6 Kernel translation One OS thread per GPU thread mitigates locality aims, and will be very expensive to schedule. Will rather assign blocks to a core and run each block sequentially. The blocks will be divided into “thread loops”, which we will return to soon. Involves three explicit transformation stages (performed on the AST) – Transform a kernel into a serial function (fig. 1) – Enforce synchronization (translate __synchtreads()) (fig. 2) – Replicate thread-local data (fig. 3)

7 Transforming a thread block into a serial function Introducing an iterative structure called a “thread loop” – No synchronization needed inside – No side entries or exits Thread loops expose similar instructions in a “non- branching environment”, and thereby helps an eventual optimizing C compiler to generate fast code.

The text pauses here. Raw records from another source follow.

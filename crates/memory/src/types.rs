use std::fmt;

use serde::{Deserialize, Serialize};

/// Who produced a conversation turn.
#[derive(Debug, Clone, Copy, PartialEq, Eq, Serialize, Deserialize)]
#[serde(rename_all = "lowercase")]
pub enum Sender {
    User,
    Bot,
}

impl fmt::Display for Sender {
    fn fmt(&self, f: &mut fmt::Formatter<'_>) -> fmt::Result {
        match self {
            Sender::User => write!(f, "user"),
            Sender::Bot => write!(f, "bot"),
        }
    }
}

/// One message in the conversation log. Append-only once created.
#[derive(Debug, Clone, Serialize, Deserialize)]
pub struct ChatTurn {
    pub text: String,
    pub sender: Sender,
    pub timestamp: i64,
}

impl ChatTurn {
    pub fn user(text: impl Into<String>) -> Self {
        Self::new(text, Sender::User)
    }

    pub fn bot(text: impl Into<String>) -> Self {
        Self::new(text, Sender::Bot)
    }

    fn new(text: impl Into<String>, sender: Sender) -> Self {
        Self {
            text: text.into(),
            sender,
            timestamp: chrono::Utc::now().timestamp(),
        }
    }

    /// Flattened `"<sender>: <text>"` form used when the transcript is
    /// attached to a generation request.
    pub fn transcript_line(&self) -> String {
        format!("{}: {}", self.sender, self.text)
    }
}

pub const DEFAULT_TITLE: &str = "New Chat";

/// The persisted unit: the full conversation plus its display title.
#[derive(Debug, Clone, Serialize, Deserialize)]
pub struct TranscriptData {
    pub title: String,
    pub turns: Vec<ChatTurn>,
}

impl Default for TranscriptData {
    fn default() -> Self {
        Self {
            title: DEFAULT_TITLE.to_string(),
            turns: Vec::new(),
        }
    }
}
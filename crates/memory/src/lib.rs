pub mod transcript_store;
pub mod types;

pub use transcript_store::{MemoryError, TranscriptStore};
pub use types::*;
//! Mapping of service errors onto HTTP responses

use axum::Json;
use axum::http::StatusCode;
use axum::response::{IntoResponse, Response};
use capital_application::ServiceError;
use serde::Serialize;
use tracing::{error, info};

/// Non-standard "client closed request" status
const CLIENT_CLOSED_REQUEST: u16 = 499;

/// JSON error body: `{"error": "...", "kind": "..."}`
#[derive(Debug, Serialize)]
pub struct ErrorBody {
    pub error: String,
    pub kind: &'static str,
}

/// A [`ServiceError`] on its way out of a handler
#[derive(Debug)]
pub struct ApiError(pub ServiceError);

impl ApiError {
    pub fn status(&self) -> StatusCode {
        match &self.0 {
            ServiceError::TemplateNotFound(_)
            | ServiceError::TemplateUnreadable { .. }
            | ServiceError::TemplateMismatch(_) => StatusCode::INTERNAL_SERVER_ERROR,
            ServiceError::CompletionCall(_) | ServiceError::StructuredParse(_) => {
                StatusCode::BAD_GATEWAY
            }
            ServiceError::Cancelled => StatusCode::from_u16(CLIENT_CLOSED_REQUEST)
                .unwrap_or(StatusCode::REQUEST_TIMEOUT),
        }
    }
}

impl From<ServiceError> for ApiError {
    fn from(err: ServiceError) -> Self {
        Self(err)
    }
}

impl IntoResponse for ApiError {
    fn into_response(self) -> Response {
        let status = self.status();
        let kind = self.0.kind();
        if status.is_server_error() {
            error!(kind, "Request failed: {}", self.0);
        } else {
            info!(kind, "Request ended: {}", self.0);
        }

        let body = ErrorBody {
            error: self.0.to_string(),
            kind,
        };
        (status, Json(body)).into_response()
    }
}
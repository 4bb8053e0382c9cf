//! HTTP endpoints
//!
//! | Route | Body | Response |
//! |---|---|---|
//! | `POST /ask` | `{"question"}` | `{"answer"}` |
//! | `POST /capital` | `{"stateOrCountry"}` | `{"answer"}` (city name) |
//! | `POST /capitalWithInfo` | `{"stateOrCountry"}` | `{"answer"}` (free text) |

mod error;
mod handlers;
mod router;

pub use error::{ApiError, ErrorBody};
pub use router::{AppState, router, serve};
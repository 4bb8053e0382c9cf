//! Templates loaded from a directory of `<id>.st` files

use capital_application::ports::template_store::{TemplateStore, TemplateStoreError};
use std::collections::HashMap;
use std::io::ErrorKind;
use std::path::PathBuf;
use std::sync::{Arc, RwLock};
use tracing::debug;

/// File extension of template files
const TEMPLATE_EXTENSION: &str = "st";

/// Directory-backed template store
///
/// Each template is read once and kept for the life of the process; cached
/// entries are never replaced. Ids not present on disk fall back to the
/// optional `fallback` store (typically the embedded templates).
pub struct FileTemplateStore {
    dir: PathBuf,
    cache: RwLock<HashMap<String, Arc<str>>>,
    fallback: Option<Arc<dyn TemplateStore>>,
}

impl FileTemplateStore {
    pub fn new(dir: impl Into<PathBuf>) -> Self {
        Self {
            dir: dir.into(),
            cache: RwLock::new(HashMap::new()),
            fallback: None,
        }
    }

    /// Use `fallback` for ids with no file in the directory
    pub fn with_fallback(mut self, fallback: Arc<dyn TemplateStore>) -> Self {
        self.fallback = Some(fallback);
        self
    }

    /// Path of the file backing template `id`
    fn path_for(&self, id: &str) -> PathBuf {
        self.dir.join(format!("{id}.{TEMPLATE_EXTENSION}"))
    }

    fn cached(&self, id: &str) -> Option<Arc<str>> {
        self.cache
            .read()
            .ok()
            .and_then(|cache| cache.get(id).cloned())
    }

    fn read_file(&self, id: &str) -> Result<Arc<str>, TemplateStoreError> {
        // Ids are plain names; anything that could escape the directory is unknown
        if id.is_empty() || id.contains(['/', '\\']) || id.contains("..") {
            return Err(TemplateStoreError::NotFound(id.to_string()));
        }

        let path = self.path_for(id);
        match std::fs::read_to_string(&path) {
            Ok(text) => {
                debug!("Loaded template '{}' from {}", id, path.display());
                Ok(Arc::from(text))
            }
            Err(e) if e.kind() == ErrorKind::NotFound => {
                Err(TemplateStoreError::NotFound(id.to_string()))
            }
            Err(e) => Err(TemplateStoreError::Unreadable {
                id: id.to_string(),
                reason: format!("{}: {}", path.display(), e),
            }),
        }
    }
}

impl TemplateStore for FileTemplateStore {
    fn load(&self, id: &str) -> Result<Arc<str>, TemplateStoreError> {
        if let Some(text) = self.cached(id) {
            return Ok(text);
        }

        let text = match (self.read_file(id), &self.fallback) {
            (Ok(text), _) => text,
            (Err(TemplateStoreError::NotFound(_)), Some(fallback)) => fallback.load(id)?,
            (Err(e), _) => return Err(e),
        };

        if let Ok(mut cache) = self.cache.write() {
            // First writer wins so every caller sees the same text
            let entry = cache.entry(id.to_string()).or_insert(text);
            return Ok(Arc::clone(entry));
        }
        Ok(text)
    }
}
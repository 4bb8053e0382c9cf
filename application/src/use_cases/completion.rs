//! Completion Adapter use case.
//!
//! Sends a finished prompt through the [`CompletionGateway`] and returns the
//! raw text, or parses it into a [`StructuredOutput`] value.
//!
//! Exactly one gateway call is made per invocation: errors are surfaced
//! unchanged and never retried. When a [`CancellationToken`] is attached the
//! call races against it, so an aborted request drops its in-flight call.

use crate::error::ServiceError;
use crate::ports::completion_gateway::CompletionGateway;
use capital_domain::util::truncate_str;
use capital_domain::{StructuredOutput, format_instructions_for, parse_output};
use std::sync::Arc;
use tokio_util::sync::CancellationToken;
use tracing::{debug, info, warn};

/// Wraps a [`CompletionGateway`] with the structured-output contract
#[derive(Clone)]
pub struct CompletionAdapter {
    gateway: Arc<dyn CompletionGateway>,
    cancellation_token: Option<CancellationToken>,
}

impl CompletionAdapter {
    pub fn new(gateway: Arc<dyn CompletionGateway>) -> Self {
        Self {
            gateway,
            cancellation_token: None,
        }
    }

    /// Attach a cancellation token bounding every call made by this adapter.
    pub fn with_cancellation(mut self, token: CancellationToken) -> Self {
        self.cancellation_token = Some(token);
        self
    }

    /// Format instructions the prompt must carry for `T` to be parseable.
    ///
    /// Rendered from the same shape [`complete_structured`](Self::complete_structured)
    /// parses against.
    pub fn format_instructions<T: StructuredOutput>(&self) -> String {
        format_instructions_for::<T>()
    }

    /// Send `prompt` and return the completion text
    pub async fn complete(&self, prompt: &str) -> Result<String, ServiceError> {
        debug!(
            "Sending prompt to {}: {}",
            self.gateway.model(),
            truncate_str(prompt, 200)
        );

        let call = self.gateway.complete(prompt);
        let result = match &self.cancellation_token {
            Some(token) => {
                tokio::select! {
                    biased;
                    _ = token.cancelled() => {
                        info!("Completion cancelled before a response arrived");
                        return Err(ServiceError::Cancelled);
                    }
                    result = call => result,
                }
            }
            None => call.await,
        };

        match result {
            Ok(text) => {
                debug!("Received {} bytes from {}", text.len(), self.gateway.model());
                Ok(text)
            }
            Err(e) => {
                warn!("Completion call failed: {}", e);
                Err(ServiceError::CompletionCall(e))
            }
        }
    }

    /// Send `prompt` and parse the reply as `T`.
    ///
    /// The prompt is expected to already contain
    /// [`format_instructions::<T>()`](Self::format_instructions).
    pub async fn complete_structured<T: StructuredOutput>(
        &self,
        prompt: &str,
    ) -> Result<T, ServiceError> {
        let text = self.complete(prompt).await?;
        parse_output::<T>(&text).map_err(|e| {
            warn!("Structured output rejected: {}", e);
            ServiceError::StructuredParse(e)
        })
    }
}

#[cfg(test)]
mod tests {
    use super::*;
    use crate::ports::completion_gateway::GatewayError;
    use crate::use_cases::test_support::{MockGateway, PendingGateway};
    use capital_domain::{CapitalResponse, FieldType, OutputShape, ShapeField, StructuredError};
    use serde::Deserialize;

    #[derive(Debug, Deserialize, PartialEq)]
    struct Country {
        name: String,
        population: u64,
        landlocked: bool,
    }

    impl StructuredOutput for Country {
        fn shape() -> OutputShape {
            OutputShape::new("Country")
                .with_field(ShapeField::new("name", FieldType::String, "Country name"))
                .with_field(ShapeField::new("population", FieldType::Integer, "Inhabitants"))
                .with_field(ShapeField::new("landlocked", FieldType::Boolean, "No coastline"))
        }
    }

    #[tokio::test]
    async fn test_complete_returns_raw_text() {
        let gateway = Arc::new(MockGateway::replying("4"));
        let adapter = CompletionAdapter::new(gateway.clone());

        assert_eq!(adapter.complete("2+2?").await.unwrap(), "4");
        assert_eq!(gateway.calls(), 1);
        assert_eq!(gateway.prompts(), vec!["2+2?".to_string()]);
    }

    #[tokio::test]
    async fn test_complete_structured_parses_reply() {
        let gateway = Arc::new(MockGateway::replying(r#"{"answer": "Paris"}"#));
        let adapter = CompletionAdapter::new(gateway);

        let response: CapitalResponse = adapter.complete_structured("prompt").await.unwrap();
        assert_eq!(response, CapitalResponse::new("Paris"));
    }

    #[tokio::test]
    async fn test_structured_round_trip_with_multi_field_shape() {
        let gateway = Arc::new(MockGateway::replying(
            r#"{"name": "Bolivia", "population": 12000000, "landlocked": true}"#,
        ));
        let adapter = CompletionAdapter::new(gateway.clone());

        let instructions = adapter.format_instructions::<Country>();
        for field in Country::shape().fields() {
            assert!(instructions.contains(field.name()));
        }

        let prompt = format!("Describe Bolivia.\n{}", instructions);
        let country: Country = adapter.complete_structured(&prompt).await.unwrap();
        assert_eq!(
            country,
            Country {
                name: "Bolivia".to_string(),
                population: 12_000_000,
                landlocked: true,
            }
        );
        assert!(gateway.prompts()[0].contains("RFC8259"));
    }

    #[tokio::test]
    async fn test_nonconforming_reply_is_structured_parse_error() {
        let gateway = Arc::new(MockGateway::replying("The capital is Paris."));
        let adapter = CompletionAdapter::new(gateway.clone());

        let err = adapter
            .complete_structured::<CapitalResponse>("prompt")
            .await
            .unwrap_err();
        assert!(matches!(
            err,
            ServiceError::StructuredParse(StructuredError::InvalidJson { .. })
        ));
        assert_eq!(gateway.calls(), 1);
    }

    #[tokio::test]
    async fn test_transport_error_surfaces_unchanged_without_retry() {
        let transport = GatewayError::ConnectionError("connection refused".to_string());

        let gateway = Arc::new(MockGateway::new(vec![
            Err(transport.clone()),
            Ok("should never be used".to_string()),
        ]));
        let adapter = CompletionAdapter::new(gateway.clone());
        let err = adapter.complete("prompt").await.unwrap_err();
        assert_eq!(err, ServiceError::CompletionCall(transport.clone()));
        assert_eq!(gateway.calls(), 1);

        let gateway = Arc::new(MockGateway::new(vec![
            Err(transport.clone()),
            Ok(r#"{"answer": "Paris"}"#.to_string()),
        ]));
        let adapter = CompletionAdapter::new(gateway.clone());
        let err = adapter
            .complete_structured::<CapitalResponse>("prompt")
            .await
            .unwrap_err();
        assert_eq!(err, ServiceError::CompletionCall(transport));
        assert_eq!(gateway.calls(), 1);
    }

    #[tokio::test]
    async fn test_cancelled_token_short_circuits() {
        let gateway = Arc::new(MockGateway::replying("4"));
        let token = CancellationToken::new();
        token.cancel();
        let adapter = CompletionAdapter::new(gateway.clone()).with_cancellation(token);

        let err = adapter.complete("2+2?").await.unwrap_err();
        assert!(err.is_cancelled());
        assert_eq!(gateway.calls(), 0);
    }

    #[tokio::test]
    async fn test_cancellation_aborts_in_flight_call() {
        let gateway = Arc::new(PendingGateway::new());
        let token = CancellationToken::new();
        let adapter = CompletionAdapter::new(gateway.clone()).with_cancellation(token.clone());

        let handle = tokio::spawn(async move { adapter.complete("slow question").await });
        // Let the call start before cancelling
        while gateway.calls() == 0 {
            tokio::task::yield_now().await;
        }
        token.cancel();

        let err = handle.await.unwrap().unwrap_err();
        assert_eq!(err, ServiceError::Cancelled);
        assert_eq!(gateway.calls(), 1);
    }
}
//! Structured configuration issues reported by [`FileConfig::validate`].
//!
//! [`FileConfig::validate`]: super::FileConfig::validate

use std::fmt;

/// Severity level of a configuration issue.
#[derive(Debug, Clone, Copy, PartialEq, Eq)]
pub enum Severity {
    /// Fatal: the service cannot start with this configuration.
    Error,
    /// Non-fatal: the service starts but may not behave as expected.
    Warning,
}

/// Identifies a specific configuration issue.
#[derive(Debug, Clone, PartialEq, Eq)]
pub enum ConfigIssueCode {
    /// A required string field is empty.
    EmptyValue { field: String },
    /// A field holds a value that cannot be parsed.
    InvalidValue { field: String, value: String },
    /// A numeric field is outside its accepted range.
    OutOfRange { field: String },
}

/// A detected issue in the loaded configuration.
#[derive(Debug, Clone, PartialEq)]
pub struct ConfigIssue {
    pub severity: Severity,
    pub code: ConfigIssueCode,
    pub message: String,
}

impl ConfigIssue {
    pub fn error(code: ConfigIssueCode, message: impl Into<String>) -> Self {
        Self {
            severity: Severity::Error,
            code,
            message: message.into(),
        }
    }

    pub fn warning(code: ConfigIssueCode, message: impl Into<String>) -> Self {
        Self {
            severity: Severity::Warning,
            code,
            message: message.into(),
        }
    }

    pub fn is_error(&self) -> bool {
        self.severity == Severity::Error
    }
}

impl fmt::Display for ConfigIssue {
    fn fmt(&self, f: &mut fmt::Formatter<'_>) -> fmt::Result {
        let level = match self.severity {
            Severity::Error => "error",
            Severity::Warning => "warning",
        };
        write!(f, "{}: {}", level, self.message)
    }
}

8 Enforcing synchronization with deep fission For-loops becomes while loops to get rid of initialization and update statements (removing side effects). A loop fission transforms a synchronization statement S into two thread loops which are placed over and under S, or, it divides a thread loop into two thread loops (more on that later). Apply algorithm 1 to each synchronization statement, which will also be run for their containing constructs. Any conditional affecting a synchronization statement must evaluate to true or false for all threads. This is part of the CUDA spec.

9 Enforcing synchronization with deep fission Must pass the AST one more time to correct eventual incorrect control flow inside thread loops.

10 Replicating thread-local data Shared memory – straightforward Local variables: “universal replication”; an array[num_threads] with var for each thread. Inefficient when variables could be reused. Live variable analysis to detect if variables can be reused. This is called “selective replication”.

11 Work distribution and runtime framework Iterating through all blocks and calling the function for each is not optimal on a multi-core processor. Scheduling a portion of blocks to each core would be optimal, and corresponds to the programming model.

12 Implementation and performance analysis Uses OpenMP's “parallel for” to take advantage of multiple OS threads on a multi-core machine. Benchmarks of a selection of algorithms with highly optimized CPU versions. Linear performance wrt. number of cores suggests good exploitation of locality, and “independent” blocks.

13 Related work By the article, noone has done this before (why am I not surprised?). Nvidia CUDA CPU emulation meant for debugging, not performance. MCUDA less suitable for debugging since code is compiled. Mentions some other frameworks that uses other approaches (parallelizing serial code).

14 Conclusions Translated kernels performs comparable to optimized serial code (based on this benchmark). That means high locality is preserved, and computational regularity is exposed for an optimizing compiler. Trade off between portability and performance.

15 My thoughts Untraditional (and a bit cool) problem, but when do you need the CPU? GPUs are cheap. A reversed GPGPU development cycle? Maybe some more benchmarks? The examples use a quite simplified kernel. This is very conceptual, but I guess one have to refine the problem when making something like this. What about C++?